If you are a benefits pro who assumes risk management duties such as safety and security, you need a whole other skill set from your basic health insurance and retirement plans. These skills include but are not limited to:
  • Handling workplace emergencies
  • Identifying and removing hazards
  • First aid
  • Facility inspections, and
  • Safety procedures
You also need to know what is going on in the wider community and in the world and how it may impact your workplace. For example, the flu pandemic (swine flu) of 2009 meant that employers had to do more than offer their standard workplace flu shot programs. Employee benefit professionals responsible for health and safety had to educate workers about the pandemic and provide information and guidance on how to stay healthy.

There are several similarities between the last flu pandemic and the current Ebola epidemic. And you cannot help but wonder about the risk and safety training and information the nurses and intake staff at Texas Health Presbyterian Hospital-Dallas received. Through their union representatives the nurses at Texas Health-Dallas claimed they had inadequate training and equipment and that there were no pre-established protocols for handling patient Thomas Eric Duncan. Hospital management denies claims of inadequate training.

So who is telling the truth about the state of risk and safety management at Texas Health-Dallas? Probably, no one.

Texas Health-Dallas, like most large organizations has a safety program and likely provides mandatory training that is job specific and universal. Employees likely view the training as something that they have to do versus something that is important to know. Few workers think that they will encounter a major safety issue at work. Or they assume that if an issue comes up, their knowledge and experience will kick in and they will know what to do. This is what likely happened at Texas Health-Dallas. Unfortunately for the entire organization, the price they will pay for being at the epicenter of one of the worse workplace risk and safety failures in modern times is a huge dent to their reputation. Not to mention a person died because the effectiveness of their risk management procedures is not anywhere near where it needs to be.

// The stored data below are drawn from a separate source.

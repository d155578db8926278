//! Structured health reporting for daemon lifecycle events.

use std::net::SocketAddr;
use std::sync::Arc;

use relay_config::{Config, TokenOrigin};

use crate::bootstrap::BootstrapError;

const HEALTH_TARGET: &str = concat!(env!("CARGO_PKG_NAME"), "::health");

/// Observer trait used to surface lifecycle events to telemetry sinks.
pub trait HealthReporter: Send + Sync {
    /// Invoked before configuration loading begins.
    fn bootstrap_starting(&self);

    /// Invoked after bootstrap completes successfully.
    fn bootstrap_succeeded(&self, config: &Config, token: TokenOrigin);

    /// Invoked when bootstrap fails.
    fn bootstrap_failed(&self, error: &BootstrapError);

    /// Invoked once the listener accepts connections.
    fn listener_ready(&self, addr: SocketAddr);

    /// Invoked when a shutdown request has been received.
    fn shutdown_started(&self);

    /// Invoked after the listener and executor have stopped.
    fn shutdown_completed(&self);
}

impl<T> HealthReporter for Arc<T>
where
    T: HealthReporter,
{
    fn bootstrap_starting(&self) {
        (**self).bootstrap_starting();
    }

    fn bootstrap_succeeded(&self, config: &Config, token: TokenOrigin) {
        (**self).bootstrap_succeeded(config, token);
    }

    fn bootstrap_failed(&self, error: &BootstrapError) {
        (**self).bootstrap_failed(error);
    }

    fn listener_ready(&self, addr: SocketAddr) {
        (**self).listener_ready(addr);
    }

    fn shutdown_started(&self) {
        (**self).shutdown_started();
    }

    fn shutdown_completed(&self) {
        (**self).shutdown_completed();
    }
}

/// Default reporter that records lifecycle events using `tracing`.
#[derive(Debug, Default, Clone, Copy)]
pub struct StructuredHealthReporter;

impl StructuredHealthReporter {
    /// Builds a new reporter.
    #[must_use]
    pub fn new() -> Self {
        Self
    }
}

impl HealthReporter for StructuredHealthReporter {
    fn bootstrap_starting(&self) {
        tracing::info!(
            target: HEALTH_TARGET,
            event = "bootstrap_starting",
            "starting command server bootstrap"
        );
    }

    fn bootstrap_succeeded(&self, config: &Config, token: TokenOrigin) {
        tracing::info!(
            target: HEALTH_TARGET,
            event = "bootstrap_succeeded",
            listen = %config.listen(),
            project_root = %config.project_root(),
            log_filter = %config.log_filter(),
            log_format = ?config.log_format(),
            auto_commit = config.auto_commit(),
            token_origin = %token,
            "command server bootstrap completed"
        );
        if token == TokenOrigin::Fallback {
            tracing::warn!(
                target: HEALTH_TARGET,
                event = "fallback_token",
                token_env = %config.token_env,
                "no token configured; using the built-in fallback token"
            );
        }
    }

    fn bootstrap_failed(&self, error: &BootstrapError) {
        tracing::error!(
            target: HEALTH_TARGET,
            event = "bootstrap_failed",
            error = %error,
            "command server bootstrap failed"
        );
    }

    fn listener_ready(&self, addr: SocketAddr) {
        tracing::info!(
            target: HEALTH_TARGET,
            event = "listener_ready",
            %addr,
            "command server listening"
        );
    }

    fn shutdown_started(&self) {
        tracing::info!(
            target: HEALTH_TARGET,
            event = "shutdown_started",
            "stopping command server"
        );
    }

    fn shutdown_completed(&self) {
        tracing::info!(
            target: HEALTH_TARGET,
            event = "shutdown_completed",
            "command server stopped"
        );
    }
}
use serde::Deserialize;
use serde_json::Value;

use crate::context::CommandContext;
use crate::dispatch::CommandError;
use crate::test_bridge::TestMode;

#[derive(Debug, Deserialize)]
#[serde(rename_all = "camelCase")]
pub(super) struct RunTests {
    #[serde(default)]
    mode: TestMode,
    #[serde(default)]
    timeout_seconds: Option<u64>,
}

pub(super) fn run_tests(ctx: &mut CommandContext<'_>, args: RunTests) -> Result<Value, CommandError> {
    let bridge = ctx.bridge();
    let timeout = bridge.effective_timeout(args.timeout_seconds);
    let summary = bridge.run(ctx.tests(), args.mode, timeout)?;
    serde_json::to_value(summary).map_err(|error| CommandError::internal(error.to_string()))
}
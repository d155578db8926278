//! Request handling abstraction for the listener.

use tiny_http::Request;

/// Whether the accept loop should keep running after a request.
#[derive(Debug, Clone, Copy, PartialEq, Eq)]
pub enum Flow {
    Continue,
    /// The downstream consumer is gone; stop accepting.
    Stop,
}

/// Handles accepted HTTP requests.
pub trait RequestHandler: Send + Sync + 'static {
    /// Answers a single request. Implementations must respond on every path
    /// and should avoid panicking.
    fn handle(&self, request: Request) -> Flow;
}
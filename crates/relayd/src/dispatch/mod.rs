//! Command dispatch: gate, route resolution, handler invocation and
//! response envelopes.
//!
//! ## Protocol
//!
//! Clients send one HTTP request per command. The path names the command,
//! the `X-AI-Token` header carries the shared secret and the body, if any,
//! is a JSON object:
//!
//! ```text
//! POST /set-property
//! X-AI-Token: <token>
//!
//! {"path":"/Player","component":"Rigidbody","property":"mass","value":2}
//! ```
//!
//! Every response body is an [`Envelope`].
//!
//! ## Routing
//!
//! Built-in commands are resolved first and cannot be shadowed. Remaining
//! names go through the [`RouteRegistry`], seeded from
//! [`commands::standard_routes`] and extended by hot-reloaded code.

pub mod commands;
mod builtins;
mod errors;
mod gate;
mod handler;
mod registry;
mod request;
mod response;
mod router;

pub use self::errors::CommandError;
pub use self::gate::Gate;
pub use self::handler::{MAX_BODY_BYTES, MarshalingHandler};
pub use self::registry::{Builtin, Handler, Resolved, RouteEntry, RouteRegistry};
pub use self::request::{CommandRequest, TOKEN_HEADER, command_name, parse_body};
pub use self::response::{Envelope, Reply};
pub use self::router::dispatch;
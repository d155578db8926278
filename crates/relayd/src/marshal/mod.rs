//! Hand-off of work onto the single execution thread.
//!
//! Every piece of server state lives on one thread. Other threads reach it by
//! submitting closures through a [`Marshaler`]; the owning thread drains them
//! from an [`Executor`], either once per host frame via [`Executor::drain`] or
//! continuously via [`Executor::run_until`]. At most one job runs at a time.

mod errors;
mod executor;

pub use self::errors::MarshalError;
pub use self::executor::{Executor, ExecutorHandle, Inbox, Marshaler, channel, spawn};
pub(crate) use self::executor::panic_message;

pub(crate) const MARSHAL_TARGET: &str = concat!(env!("CARGO_PKG_NAME"), "::marshal");
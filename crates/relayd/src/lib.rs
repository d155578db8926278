//! Local automation command server for a single-threaded host.
//!
//! External tools drive the host over loopback HTTP: each request names a
//! command in its path, carries a shared token in `X-AI-Token`, and gets back
//! a JSON envelope. The host's state is not thread-safe, so nothing outside
//! the execution thread touches it; the listener marshals every command onto
//! that thread and blocks until it has a reply.
//!
//! The moving parts:
//!
//! - [`transport`] accepts HTTP requests on a background thread.
//! - [`marshal`] hands closures to the execution thread and returns results.
//! - [`dispatch`] checks the kill switch and token, resolves built-ins before
//!   registered routes, and shapes the envelope.
//! - [`host`] abstracts the scene, build, compiler and test collaborators,
//!   with a headless implementation so the daemon runs standalone.
//! - [`memory`] persists append-only journals and a key-value file.
//!
//! [`run_daemon`] bootstraps configuration and telemetry, then runs commands
//! on the calling thread until a termination signal arrives.

mod bootstrap;
pub mod console;
pub mod context;
pub mod dispatch;
mod health;
pub mod host;
pub mod marshal;
pub mod memory;
mod process;
pub mod server;
pub mod telemetry;
pub mod test_bridge;
pub mod transport;

pub use bootstrap::{
    BootstrapError, ConfigLoader, Daemon, StaticConfigLoader, SystemConfigLoader, bootstrap_with,
};
pub use context::{CommandContext, ContextOptions, ServerContext};
pub use health::{HealthReporter, StructuredHealthReporter};
pub use process::{LaunchError, ShutdownError, ShutdownSignal, SystemShutdownSignal, run_daemon};
pub use server::{Server, ServerError, ServerHandle};
pub use telemetry::{TelemetryError, TelemetryHandle};

#[cfg(test)]
mod tests;
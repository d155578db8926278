//! In-memory host for running the server without an engine attached.
//!
//! Scenes and prefabs are JSON documents under the project root. Nothing
//! compiles and no tests are registered, but every command has a working
//! implementation so the daemon can be driven end to end.

use std::collections::BTreeMap;
use std::fs;
use std::path::{Component, Path, PathBuf};

use serde::Serialize;
use serde_json::Value;
use sha2::{Digest, Sha256};
use time::OffsetDateTime;
use time::format_description::well_known::Rfc3339;

use super::scene::{Properties, SceneGraph, builtin_component_types};
use super::{
    BuildPipeline, BuildReport, BuildRequest, Compiler, HostBindings, HostError, PrefabInfo,
    ProjectIndex, PropertyValue, ReloadOutcome, SceneHost, TransformUpdate,
};
use crate::console::ConsoleHandle;
use crate::dispatch::RouteEntry;
use crate::test_bridge::{TestEventSink, TestMode, TestRunner};

/// Scene that is active before any `open-scene`.
pub const DEFAULT_SCENE: &str = "Assets/Scenes/Main.scene.json";
const MANIFEST_FILE: &str = "build_manifest.json";
const SCENE_SUFFIXES: [&str; 2] = [".scene.json", ".unity"];
const SKIPPED_DIRS: [&str; 3] = ["Library", "Temp", "target"];

/// Builds a complete set of headless collaborators rooted at `project_root`.
pub fn bindings(project_root: impl Into<PathBuf>, console: ConsoleHandle) -> HostBindings {
    let root = project_root.into();
    HostBindings {
        scene: Box::new(HeadlessHost::new(&root)),
        build: Box::new(HeadlessBuild::new(&root)),
        compiler: Box::new(HeadlessCompiler::default()),
        tests: Box::new(IdleTestRunner),
        console: Box::new(console),
        committer: None,
    }
}

/// Object graph, scenes and menus held in memory.
#[derive(Debug)]
pub struct HeadlessHost {
    root: PathBuf,
    graph: SceneGraph,
    active_scene: Option<String>,
    component_types: BTreeMap<String, Properties>,
}

impl HeadlessHost {
    /// Host for the project at `root`, with [`DEFAULT_SCENE`] active.
    pub fn new(root: impl Into<PathBuf>) -> Self {
        Self {
            root: root.into(),
            graph: SceneGraph::default(),
            active_scene: Some(DEFAULT_SCENE.to_owned()),
            component_types: builtin_component_types(),
        }
    }

    /// Makes a component type available to `add-component`.
    pub fn register_component_type<I, K>(&mut self, name: impl Into<String>, properties: I)
    where
        I: IntoIterator<Item = (K, PropertyValue)>,
        K: Into<String>,
    {
        self.component_types.insert(
            name.into(),
            properties
                .into_iter()
                .map(|(key, value)| (key.into(), value))
                .collect(),
        );
    }

    /// Number of objects in the open scene.
    #[must_use]
    pub fn object_count(&self) -> usize {
        self.graph.len()
    }

    /// Current value of a component property.
    #[must_use]
    pub fn property(&self, path: &str, component: &str, property: &str) -> Option<PropertyValue> {
        self.graph
            .get(path)?
            .components
            .get(component)?
            .get(property)
            .cloned()
    }

    fn new_scene(&mut self) {
        self.graph = SceneGraph::default();
        self.active_scene = None;
    }
}

impl SceneHost for HeadlessHost {
    fn create_object(&mut self, name: &str, parent: Option<&str>) -> Result<String, HostError> {
        self.graph.create(name, parent)
    }

    fn add_component(&mut self, path: &str, type_name: &str) -> Result<String, HostError> {
        let schema = self.component_types.get(type_name);
        self.graph.add_component(path, type_name, schema)
    }

    fn set_property(
        &mut self,
        path: &str,
        component: &str,
        property: &str,
        value: &Value,
    ) -> Result<(), HostError> {
        self.graph
            .set_property(&self.component_types, path, component, property, value)
    }

    fn set_transform(&mut self, path: &str, update: &TransformUpdate) -> Result<(), HostError> {
        self.graph.set_transform(path, update)
    }

    fn link_reference(
        &mut self,
        target: &str,
        component: &str,
        property: &str,
        source: &str,
    ) -> Result<(), HostError> {
        self.graph
            .link_reference(&self.component_types, target, component, property, source)
    }

    fn open_scene(&mut self, path: &str) -> Result<String, HostError> {
        let missing = || HostError::NotFound(format!("scene not found: {path}"));
        let file = project_path(&self.root, path).ok_or_else(missing)?;
        let raw = match fs::read_to_string(&file) {
            Ok(raw) => raw,
            Err(error) if error.kind() == std::io::ErrorKind::NotFound => return Err(missing()),
            Err(error) => return Err(HostError::Io(error)),
        };
        self.graph = serde_json::from_str(&raw)
            .map_err(|error| HostError::Failed(format!("failed to load scene {path}: {error}")))?;
        self.active_scene = Some(path.to_owned());
        Ok(path.to_owned())
    }

    fn save_scene(&mut self) -> Result<String, HostError> {
        let Some(active) = self.active_scene.clone() else {
            return Err(HostError::Invalid(String::from("no active scene")));
        };
        let file = project_path(&self.root, &active)
            .ok_or_else(|| HostError::Invalid(format!("scene path escapes project: {active}")))?;
        write_json(&file, &self.graph)?;
        Ok(active)
    }

    fn create_prefab(&mut self, from: &str, to: &str) -> Result<PrefabInfo, HostError> {
        let objects = self.graph.subtree(from)?;
        let file = project_path(&self.root, to)
            .ok_or_else(|| HostError::Invalid(format!("prefab path escapes project: {to}")))?;
        write_json(&file, &objects)?;
        Ok(PrefabInfo {
            path: to.to_owned(),
            guid: asset_guid(to),
        })
    }

    fn execute_menu_item(&mut self, menu: &str) -> Result<(), HostError> {
        match menu {
            "File/Save" => self.save_scene().map(|_| ()),
            "File/New Scene" => {
                self.new_scene();
                Ok(())
            }
            "Assets/Refresh" => Ok(()),
            _ => Err(HostError::Failed(format!("menu failed: {menu}"))),
        }
    }

    fn index_project(&self) -> Result<ProjectIndex, HostError> {
        let mut files = Vec::new();
        collect_files(&self.root, &self.root, &mut files)?;
        files.sort();
        let (scenes, assets): (Vec<_>, Vec<_>) = files
            .into_iter()
            .filter(|file| file.starts_with("Assets/"))
            .partition(|file| SCENE_SUFFIXES.iter().any(|suffix| file.ends_with(suffix)));
        Ok(ProjectIndex {
            generated_at: timestamp()?,
            scenes,
            assets,
        })
    }
}

/// Build settings and a manifest-writing player build.
#[derive(Debug)]
pub struct HeadlessBuild {
    root: PathBuf,
    scenes: Vec<String>,
}

impl HeadlessBuild {
    /// Build pipeline for the project at `root`.
    pub fn new(root: impl Into<PathBuf>) -> Self {
        Self {
            root: root.into(),
            scenes: Vec::new(),
        }
    }
}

Benefit professionals responsible for risk and safety management need to provide continuous and timely training on safety issues. It is not enough to know the common hazards of the workplace and address only those issues. Risk managers must also be aware of the hazards in the larger community that can impact the workplace. In addition, risk managers must also address resistance employees may have to risk and safety training and following safety procedures.